YOUR INSTRUCTIONS: Restate, word for word, each record that follows.

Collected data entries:
^^^^
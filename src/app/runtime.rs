pub async fn run() {
    let cli = Cli::parse();

    tracing_subscriber::fmt()
        .with_env_filter(
            EnvFilter::try_from_default_env().unwrap_or_else(|_| EnvFilter::new("debug")),
        )
        .init();

    let cancel = CancellationToken::new();
    install_root_cancel(cancel.clone());
    tokio::spawn(handle_signals(cancel.clone()));

    info!("crawler started");

    let cfg = Arc::new(unwrap_or_fatal(
        Config::from_file(&cli.config_file),
        "error loading the config file",
    ));
    let proxies = unwrap_or_fatal(
        load_proxies(&cli.proxies_file),
        "error loading the proxies file",
    );
    let user_agents = unwrap_or_fatal(
        load_user_agents(&cli.user_agents_file),
        "error loading the user agents file",
    );
    let status_log = unwrap_or_fatal(
        OpenOptions::new()
            .create(true)
            .append(true)
            .open(&cli.status_log_file),
        "error opening the status log file",
    );

    let policies = unwrap_or_fatal(
        compile_policies(&cfg.policies),
        "error compiling the thresholds adjustment policies",
    );
    let controller = unwrap_or_fatal(
        ThresholdsController::new(u16::from(cfg.core.thresholds_initial_amount), policies),
        "error building the thresholds controller",
    );

    let (pools, refresh_rxs) =
        HttpPools::init(proxies, &user_agents, cfg.http.cookies_sessions_amount);
    let pools = Arc::new(pools);
    info!(
        proxies = pools.proxies.len(),
        profiles = pools.profiles.len(),
        sessions = pools.sessions.len(),
        "request pools initialized"
    );

    let conns = Arc::new(dial_websockets(&cfg).await);

    let expected_max = usize::from(cfg.core.expected_max_thresholds_amount);
    let sub_workers = expected_max * usize::from(cfg.core.thresholds_offset);
    let backup_workers = backup_worker_count(
        sub_workers,
        cfg.http.max_retries_per_item,
        cfg.http.delay_between_retries_milli,
    );

    let (probe_tx, probe_rx) = async_channel::bounded::<ProbeRequest>(expected_max);
    let (probe_results_tx, probe_results_rx) = mpsc::channel::<FetchResult>(expected_max);
    let (gap_tx, gap_rx) = async_channel::bounded::<GapRequest>(sub_workers * 3);
    let (backup_tx, backup_rx) = async_channel::bounded::<BackupRequest>(backup_workers * 3);
    let (results_tx, results_rx) = mpsc::channel::<ResultsPayload>(backup_workers);

    let outcome = Arc::new(Outcome::default());
    let state = Arc::new(Mutex::new(State::default()));
    let env = WorkerEnv {
        cfg: cfg.clone(),
        pools: pools.clone(),
        outcome: outcome.clone(),
        state: state.clone(),
        cancel: cancel.clone(),
    };

    let mut workers = JoinSet::new();

    // every session owner starts first, and the frontier fetch below waits
    // until each one has completed its initial cookie fetch
    let mut ready_rxs = Vec::with_capacity(refresh_rxs.len());
    for (index, refresh_rx) in refresh_rxs.into_iter().enumerate() {
        let (ready_tx, ready_rx) = oneshot::channel();
        ready_rxs.push(ready_rx);
        let session = pools.sessions[index].clone();
        workers.spawn(
            cookie_refresher(env.clone(), session, refresh_rx, ready_tx)
                .instrument(info_span!("refresher", id = index + 1)),
        );
    }
    for ready_rx in ready_rxs {
        let _ = ready_rx.await;
    }
    info!("all cookie sessions ready");

    let initial_id = {
        let mut rng = SmallRng::from_entropy();
        let jar = pools.pick_session(&mut rng).jar();
        unwrap_or_fatal(
            fetch_highest_id(&cfg, &pools, jar, &mut rng).await,
            "the highest id fetch must succeed to start the crawler",
        )
    };

    for id in 0..expected_max {
        workers.spawn(
            thresholds_worker(env.clone(), probe_rx.clone(), probe_results_tx.clone())
                .instrument(info_span!("thresholds", id = id + 1)),
        );
    }
    for id in 0..sub_workers {
        workers.spawn(
            subordinate_worker(
                env.clone(),
                gap_rx.clone(),
                results_tx.clone(),
                backup_tx.clone(),
            )
            .instrument(info_span!("subordinate", id = id + 1)),
        );
    }
    for id in 0..backup_workers {
        workers.spawn(
            backup_worker(env.clone(), backup_rx.clone(), results_tx.clone())
                .instrument(info_span!("backup", id = id + 1)),
        );
    }
    workers.spawn(
        websocket_fanout(cancel.clone(), results_rx, conns).instrument(info_span!("fanout")),
    );

    let initial_offset = i64::from(cfg.core.thresholds_offset);
    let manager = BatchManager {
        cfg: cfg.clone(),
        controller,
        state: state.clone(),
        cancel: cancel.clone(),
        probe_tx,
        probe_results_rx,
        gap_tx,
        results_tx,
        rng: SmallRng::from_entropy(),
        batch_id: 0,
        highest_id: initial_id,
        offset: initial_offset,
        initial_offset,
    };
    workers.spawn(manager.run().instrument(info_span!("manager")));

    info!(
        thresholds_workers = expected_max,
        subordinate_workers = sub_workers,
        backup_workers,
        initial_id,
        "workers started"
    );

    tokio::spawn(supervise(workers, cancel.clone()));

    status_loop(cancel, outcome, state, status_log).await;

    // the cancel owner (signal handler or fatal assertion) is already
    // tearing the process down; a long-running crawler never exits 0
    tokio::time::sleep(SHUTDOWN_GRACE).await;
    std::process::exit(1);
}

// A worker that stops while the pipeline is supposed to be running has hit
// an unrecoverable state, panics included.
async fn supervise(mut workers: JoinSet<()>, cancel: CancellationToken) {
    while let Some(joined) = workers.join_next().await {
        if cancel.is_cancelled() {
            continue;
        }
        match joined {
            Ok(()) => fatal("a worker returned while the crawler was running"),
            Err(err) if err.is_panic() => fatal(&format!("a worker panicked: {err}")),
            Err(err) => fatal(&format!("a worker task failed: {err}")),
        }
    }
}

async fn handle_signals(cancel: CancellationToken) {
    wait_for_signal().await;
    error!("interrupt received: stopping the crawler and aborting all in-flight requests");
    cancel.cancel();
    tokio::time::sleep(SHUTDOWN_GRACE).await;
    std::process::exit(1);
}

#[cfg(unix)]
async fn wait_for_signal() {
    use tokio::signal::unix::{SignalKind, signal};

    let mut terminate = match signal(SignalKind::terminate()) {
        Ok(terminate) => terminate,
        Err(_) => {
            let _ = tokio::signal::ctrl_c().await;
            return;
        }
    };
    tokio::select! {
        _ = tokio::signal::ctrl_c() => {}
        _ = terminate.recv() => {}
    }
}

#[cfg(not(unix))]
async fn wait_for_signal() {
    let _ = tokio::signal::ctrl_c().await;
}

// Sized so the tier can absorb every subordinate failing at once, each item
// retrying with its configured delay on top of a ~1s baseline request time.
// Tripling the worker count instead would waste resources under that
// pessimistic all-fail assumption; the input channel gets the 3x instead.
fn backup_worker_count(
    sub_workers: usize,
    max_retries_per_item: u8,
    delay_between_retries_ms: u64,
) -> usize {
    const BASELINE_REQUEST_MS: f64 = 1000.0;
    let retries = f64::from(max_retries_per_item.max(1));
    ((sub_workers as f64) * retries * (1.0 + delay_between_retries_ms as f64 / BASELINE_REQUEST_MS))
        .ceil() as usize
}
^^^^
RESPONSE TO THE EXERCISE:
filename src/app/runtime.rs
pub async fn run() {
    let cli = Cli::parse();

    tracing_subscriber::fmt()
        .with_env_filter(
            EnvFilter::try_from_default_env().unwrap_or_else(|_| EnvFilter::new("debug")),
        )
        .init();

    let cancel = CancellationToken::new();
    install_root_cancel(cancel.clone());
    tokio::spawn(handle_signals(cancel.clone()));

    info!("crawler started");

    let cfg = Arc::new(unwrap_or_fatal(
        Config::from_file(&cli.config_file),
        "error loading the config file",
    ));
    let proxies = unwrap_or_fatal(
        load_proxies(&cli.proxies_file),
        "error loading the proxies file",
    );
    let user_agents = unwrap_or_fatal(
        load_user_agents(&cli.user_agents_file),
        "error loading the user agents file",
    );
    let status_log = unwrap_or_fatal(
        OpenOptions::new()
            .create(true)
            .append(true)
            .open(&cli.status_log_file),
        "error opening the status log file",
    );

    let policies = unwrap_or_fatal(
        compile_policies(&cfg.policies),
        "error compiling the thresholds adjustment policies",
    );
    let controller = unwrap_or_fatal(
        ThresholdsController::new(u16::from(cfg.core.thresholds_initial_amount), policies),
        "error building the thresholds controller",
    );

    let (pools, refresh_rxs) =
        HttpPools::init(proxies, &user_agents, cfg.http.cookies_sessions_amount);
    let pools = Arc::new(pools);
    info!(
        proxies = pools.proxies.len(),
        profiles = pools.profiles.len(),
        sessions = pools.sessions.len(),
        "request pools initialized"
    );

    let conns = Arc::new(dial_websockets(&cfg).await);

    let expected_max = usize::from(cfg.core.expected_max_thresholds_amount);
    let sub_workers = expected_max * usize::from(cfg.core.thresholds_offset);
    let backup_workers = backup_worker_count(
        sub_workers,
        cfg.http.max_retries_per_item,
        cfg.http.delay_between_retries_milli,
    );

    let (probe_tx, probe_rx) = async_channel::bounded::<ProbeRequest>(expected_max);
    let (probe_results_tx, probe_results_rx) = mpsc::channel::<FetchResult>(expected_max);
    let (gap_tx, gap_rx) = async_channel::bounded::<GapRequest>(sub_workers * 3);
    let (backup_tx, backup_rx) = async_channel::bounded::<BackupRequest>(backup_workers * 3);
    let (results_tx, results_rx) = mpsc::channel::<ResultsPayload>(backup_workers);

    let outcome = Arc::new(Outcome::default());
    let state = Arc::new(Mutex::new(State::default()));
    let env = WorkerEnv {
        cfg: cfg.clone(),
        pools: pools.clone(),
        outcome: outcome.clone(),
        state: state.clone(),
        cancel: cancel.clone(),
    };

    let mut workers = JoinSet::new();

    // every session owner starts first, and the frontier fetch below waits
    // until each one has completed its initial cookie fetch
    let mut ready_rxs = Vec::with_capacity(refresh_rxs.len());
    for (index, refresh_rx) in refresh_rxs.into_iter().enumerate() {
        let (ready_tx, ready_rx) = oneshot::channel();
        ready_rxs.push(ready_rx);
        let session = pools.sessions[index].clone();
        workers.spawn(
            cookie_refresher(env.clone(), session, refresh_rx, ready_tx)
                .instrument(info_span!("refresher", id = index + 1)),
        );
    }
    for ready_rx in ready_rxs {
        let _ = ready_rx.await;
    }
    info!("all cookie sessions ready");

    let initial_id = {
        let mut rng = SmallRng::from_entropy();
        let jar = pools.pick_session(&mut rng).jar();
        unwrap_or_fatal(
            fetch_highest_id(&cfg, &pools, jar, &mut rng).await,
            "the highest id fetch must succeed to start the crawler",
        )
    };

    for id in 0..expected_max {
        workers.spawn(
            thresholds_worker(env.clone(), probe_rx.clone(), probe_results_tx.clone())
                .instrument(info_span!("thresholds", id = id + 1)),
        );
    }
    for id in 0..sub_workers {
        workers.spawn(
            subordinate_worker(
                env.clone(),
                gap_rx.clone(),
                results_tx.clone(),
                backup_tx.clone(),
            )
            .instrument(info_span!("subordinate", id = id + 1)),
        );
    }
    for id in 0..backup_workers {
        workers.spawn(
            backup_worker(env.clone(), backup_rx.clone(), results_tx.clone())
                .instrument(info_span!("backup", id = id + 1)),
        );
    }
    workers.spawn(
        websocket_fanout(cancel.clone(), results_rx, conns).instrument(info_span!("fanout")),
    );

    let initial_offset = i64::from(cfg.core.thresholds_offset);
    let manager = BatchManager {
        cfg: cfg.clone(),
        controller,
        state: state.clone(),
        cancel: cancel.clone(),
        probe_tx,
        probe_results_rx,
        gap_tx,
        results_tx,
        rng: SmallRng::from_entropy(),
        batch_id: 0,
        highest_id: initial_id,
        offset: initial_offset,
        initial_offset,
    };
    workers.spawn(manager.run().instrument(info_span!("manager")));

    info!(
        thresholds_workers = expected_max,
        subordinate_workers = sub_workers,
        backup_workers,
        initial_id,
        "workers started"
    );

    tokio::spawn(supervise(workers, cancel.clone()));

    status_loop(cancel, outcome, state, status_log).await;

    // the cancel owner (signal handler or fatal assertion) is already
    // tearing the process down; a long-running crawler never exits 0
    tokio::time::sleep(SHUTDOWN_GRACE).await;
    std::process::exit(1);
}

// A worker that stops while the pipeline is supposed to be running has hit
// an unrecoverable state, panics included.
async fn supervise(mut workers: JoinSet<()>, cancel: CancellationToken) {
    while let Some(joined) = workers.join_next().await {
        if cancel.is_cancelled() {
            continue;
        }
        match joined {
            Ok(()) => fatal("a worker returned while the crawler was running"),
            Err(err) if err.is_panic() => fatal(&format!("a worker panicked: {err}")),
            Err(err) => fatal(&format!("a worker task failed: {err}")),
        }
    }
}

async fn handle_signals(cancel: CancellationToken) {
    wait_for_signal().await;
    error!("interrupt received: stopping the crawler and aborting all in-flight requests");
    cancel.cancel();
    tokio::time::sleep(SHUTDOWN_GRACE).await;
    std::process::exit(1);
}

#[cfg(unix)]
async fn wait_for_signal() {
    use tokio::signal::unix::{SignalKind, signal};

    let mut terminate = match signal(SignalKind::terminate()) {
        Ok(terminate) => terminate,
        Err(_) => {
            let _ = tokio::signal::ctrl_c().await;
            return;
        }
    };
    tokio::select! {
        _ = tokio::signal::ctrl_c() => {}
        _ = terminate.recv() => {}
    }
}

#[cfg(not(unix))]
async fn wait_for_signal() {
    let _ = tokio::signal::ctrl_c().await;
}

// Sized so the tier can absorb every subordinate failing at once, each item
// retrying with its configured delay on top of a ~1s baseline request time.
// Tripling the worker count instead would waste resources under that
// pessimistic all-fail assumption; the input channel gets the 3x instead.
fn backup_worker_count(
    sub_workers: usize,
    max_retries_per_item: u8,
    delay_between_retries_ms: u64,
) -> usize {
    const BASELINE_REQUEST_MS: f64 = 1000.0;
    let retries = f64::from(max_retries_per_item.max(1));
    ((sub_workers as f64) * retries * (1.0 + delay_between_retries_ms as f64 / BASELINE_REQUEST_MS))
        .ceil() as usize
}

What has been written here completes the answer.